**AIM OF THE TASK:**
Count the lines below that contain the word "value". Give only the number.

-- EXERCISE MATERIAL follows --

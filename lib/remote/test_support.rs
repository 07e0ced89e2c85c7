//! Scripted remote tracker for exercising sync jobs without network access.

use std::collections::{HashMap, HashSet};
use std::sync::{Arc, Mutex, MutexGuard};

use chrono::{DateTime, Utc};
use futures::future::{self, BoxFuture, FutureExt};

use super::client::RemoteTrackerClient;
use super::error::RemoteError;
use super::registry::ClientRegistry;
use super::types::{Capabilities, LocalImportance, LocalStatus, RemoteComment};

#[derive(Default)]
struct Script {
    capabilities: Capabilities,
    probe_error: Option<RemoteError>,
    prime_error: Option<RemoteError>,
    server_time: Option<DateTime<Utc>>,
    modified: HashSet<String>,
    statuses: HashMap<String, (String, String)>,
    bug_failures: HashMap<String, RemoteError>,
    comments: HashMap<String, Vec<RemoteComment>>,
    back_links: HashMap<String, i64>,
    next_pushed_id: u64,
    pushed: Vec<PushedComment>,
    primed: Vec<Vec<String>>,
    modified_queries: Vec<Vec<String>>,
    status_fetches: Vec<String>,
    back_link_writes: Vec<(String, i64)>,
}

/// A comment posted through [`RemoteTrackerClient::add_remote_comment`].
#[derive(Debug, Clone, PartialEq, Eq)]
pub struct PushedComment {
    pub remote_bug: String,
    pub body: String,
    pub local_comment_id: i64,
    pub remote_comment_id: String,
}

/// In-memory remote tracker whose answers are set up by the test.
///
/// Status strings use a Bugzilla-like vocabulary: `NEW`, `CONFIRMED`, `ASSIGNED`, `RESOLVED`,
/// `INVALID`, `WONTFIX`; importances are `LOW`, `MEDIUM`, `HIGH`, `CRITICAL`. Anything else
/// fails translation.
#[derive(Default)]
pub struct ScriptedTracker {
    script: Mutex<Script>,
}

impl ScriptedTracker {
    pub fn new() -> Self {
        Self::default()
    }

    fn script(&self) -> MutexGuard<'_, Script> {
        self.script.lock().expect("scripted tracker mutex poisoned")
    }

    pub fn set_capabilities(&self, capabilities: Capabilities) {
        self.script().capabilities = capabilities;
    }

    pub fn fail_probe(&self, error: RemoteError) {
        self.script().probe_error = Some(error);
    }

    pub fn fail_priming(&self, error: RemoteError) {
        self.script().prime_error = Some(error);
    }

    pub fn set_server_time(&self, server_time: Option<DateTime<Utc>>) {
        self.script().server_time = server_time;
    }

    pub fn set_modified<I, S>(&self, remote_bugs: I)
    where
        I: IntoIterator<Item = S>,
        S: Into<String>,
    {
        self.script().modified = remote_bugs.into_iter().map(Into::into).collect();
    }

    pub fn set_status(&self, remote_bug: &str, status: &str, importance: &str) {
        self.script().statuses.insert(
            remote_bug.to_string(),
            (status.to_string(), importance.to_string()),
        );
    }

    pub fn fail_bug(&self, remote_bug: &str, error: RemoteError) {
        self.script()
            .bug_failures
            .insert(remote_bug.to_string(), error);
    }

    pub fn clear_bug_failure(&self, remote_bug: &str) {
        self.script().bug_failures.remove(remote_bug);
    }

    pub fn add_comment(&self, remote_bug: &str, comment: RemoteComment) {
        self.script()
            .comments
            .entry(remote_bug.to_string())
            .or_default()
            .push(comment);
    }

    pub fn set_back_link(&self, remote_bug: &str, local_bug_id: i64) {
        self.script()
            .back_links
            .insert(remote_bug.to_string(), local_bug_id);
    }

    pub fn back_link(&self, remote_bug: &str) -> Option<i64> {
        self.script().back_links.get(remote_bug).copied()
    }

    pub fn back_link_writes(&self) -> Vec<(String, i64)> {
        self.script().back_link_writes.clone()
    }

    pub fn primed_batches(&self) -> Vec<Vec<String>> {
        self.script().primed.clone()
    }

    pub fn modified_queries(&self) -> Vec<Vec<String>> {
        self.script().modified_queries.clone()
    }

    pub fn status_fetches(&self) -> Vec<String> {
        self.script().status_fetches.clone()
    }

    pub fn pushed_comments(&self) -> Vec<PushedComment> {
        self.script().pushed.clone()
    }

    /// Registry that serves this tracker for `kind`.
    pub fn registry(self: &Arc<Self>, kind: &str) -> ClientRegistry {
        let mut registry = ClientRegistry::new();
        let tracker = Arc::clone(self);
        registry.register(kind, move |_| {
            Ok(Arc::clone(&tracker) as Arc<dyn RemoteTrackerClient>)
        });
        registry
    }

    fn bug_result<T>(
        &self,
        remote_bug: &str,
        read: impl FnOnce(&(String, String)) -> T,
    ) -> Result<T, RemoteError> {
        let script = self.script();
        if let Some(error) = script.bug_failures.get(remote_bug) {
            return Err(error.clone());
        }
        script
            .statuses
            .get(remote_bug)
            .map(read)
            .ok_or_else(|| RemoteError::BugNotFound(remote_bug.to_string()))
    }
}

fn ready<'a, T: Send + 'a>(value: Result<T, RemoteError>) -> BoxFuture<'a, Result<T, RemoteError>> {
    future::ready(value).boxed()
}

impl RemoteTrackerClient for ScriptedTracker {
    fn probe<'a>(&'a self) -> BoxFuture<'a, Result<Capabilities, RemoteError>> {
        let script = self.script();
        ready(match &script.probe_error {
            Some(error) => Err(error.clone()),
            None => Ok(script.capabilities),
        })
    }

    fn current_server_time<'a>(
        &'a self,
    ) -> BoxFuture<'a, Result<Option<DateTime<Utc>>, RemoteError>> {
        ready(Ok(self.script().server_time))
    }

    fn modified_remote_bugs<'a>(
        &'a self,
        remote_bugs: &'a [String],
        _since: DateTime<Utc>,
    ) -> BoxFuture<'a, Result<Vec<String>, RemoteError>> {
        let mut script = self.script();
        script.modified_queries.push(remote_bugs.to_vec());
        let modified = remote_bugs
            .iter()
            .filter(|remote_bug| script.modified.contains(*remote_bug))
            .cloned()
            .collect();
        ready(Ok(modified))
    }

    fn initialize_remote_bug_db<'a>(
        &'a self,
        remote_bugs: &'a [String],
    ) -> BoxFuture<'a, Result<(), RemoteError>> {
        let mut script = self.script();
        script.primed.push(remote_bugs.to_vec());
        ready(match &script.prime_error {
            Some(error) => Err(error.clone()),
            None => Ok(()),
        })
    }

    fn remote_status<'a>(&'a self, remote_bug: &'a str) -> BoxFuture<'a, Result<String, RemoteError>> {
        self.script().status_fetches.push(remote_bug.to_string());
        ready(self.bug_result(remote_bug, |(status, _)| status.clone()))
    }

    fn remote_importance<'a>(
        &'a self,
        remote_bug: &'a str,
    ) -> BoxFuture<'a, Result<String, RemoteError>> {
        ready(self.bug_result(remote_bug, |(_, importance)| importance.clone()))
    }

    fn convert_remote_status(&self, remote_status: &str) -> Result<LocalStatus, RemoteError> {
        match remote_status {
            "NEW" | "UNCONFIRMED" => Ok(LocalStatus::New),
            "CONFIRMED" => Ok(LocalStatus::Confirmed),
            "ASSIGNED" => Ok(LocalStatus::InProgress),
            "RESOLVED" => Ok(LocalStatus::FixReleased),
            "INVALID" => Ok(LocalStatus::Invalid),
            "WONTFIX" => Ok(LocalStatus::WontFix),
            other => Err(RemoteError::UnknownRemoteStatus(other.to_string())),
        }
    }

    fn convert_remote_importance(
        &self,
        remote_importance: &str,
    ) -> Result<LocalImportance, RemoteError> {
        match remote_importance {
            "LOW" => Ok(LocalImportance::Low),
            "MEDIUM" => Ok(LocalImportance::Medium),
            "HIGH" => Ok(LocalImportance::High),
            "CRITICAL" => Ok(LocalImportance::Critical),
            other => Err(RemoteError::UnknownRemoteImportance(other.to_string())),
        }
    }

    fn comment_ids<'a>(&'a self, remote_bug: &'a str) -> BoxFuture<'a, Result<Vec<String>, RemoteError>> {
        let ids = self
            .script()
            .comments
            .get(remote_bug)
            .map(|comments| comments.iter().map(|comment| comment.id.clone()).collect())
            .unwrap_or_default();
        ready(Ok(ids))
    }

    fn fetch_comments<'a>(
        &'a self,
        _remote_bug: &'a str,
        _comment_ids: &'a [String],
    ) -> BoxFuture<'a, Result<(), RemoteError>> {
        ready(Ok(()))
    }

    fn comment<'a>(
        &'a self,
        remote_bug: &'a str,
        comment_id: &'a str,
    ) -> BoxFuture<'a, Result<RemoteComment, RemoteError>> {
        let comment = self
            .script()
            .comments
            .get(remote_bug)
            .and_then(|comments| comments.iter().find(|comment| comment.id == comment_id))
            .cloned()
            .ok_or_else(|| RemoteError::UnparsableBugData {
                remote_bug: remote_bug.to_string(),
                message: format!("comment {comment_id} missing"),
            });
        ready(comment)
    }

    fn add_remote_comment<'a>(
        &'a self,
        remote_bug: &'a str,
        body: &'a str,
        local_comment_id: i64,
    ) -> BoxFuture<'a, Result<String, RemoteError>> {
        let mut script = self.script();
        script.next_pushed_id += 1;
        let remote_comment_id = format!("pushed-{}", script.next_pushed_id);
        script.pushed.push(PushedComment {
            remote_bug: remote_bug.to_string(),
            body: body.to_string(),
            local_comment_id,
            remote_comment_id: remote_comment_id.clone(),
        });
        ready(Ok(remote_comment_id))
    }

    fn linked_local_bug<'a>(
        &'a self,
        remote_bug: &'a str,
    ) -> BoxFuture<'a, Result<Option<i64>, RemoteError>> {
        ready(Ok(self.back_link(remote_bug)))
    }

    fn set_linked_local_bug<'a>(
        &'a self,
        remote_bug: &'a str,
        local_bug_id: i64,
    ) -> BoxFuture<'a, Result<(), RemoteError>> {
        let mut script = self.script();
        script
            .back_links
            .insert(remote_bug.to_string(), local_bug_id);
        script
            .back_link_writes
            .push((remote_bug.to_string(), local_bug_id));
        ready(Ok(()))
    }
}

-- EXERCISE MATERIAL concluded --

**ANSWER TO THIS EXERCISE:**
2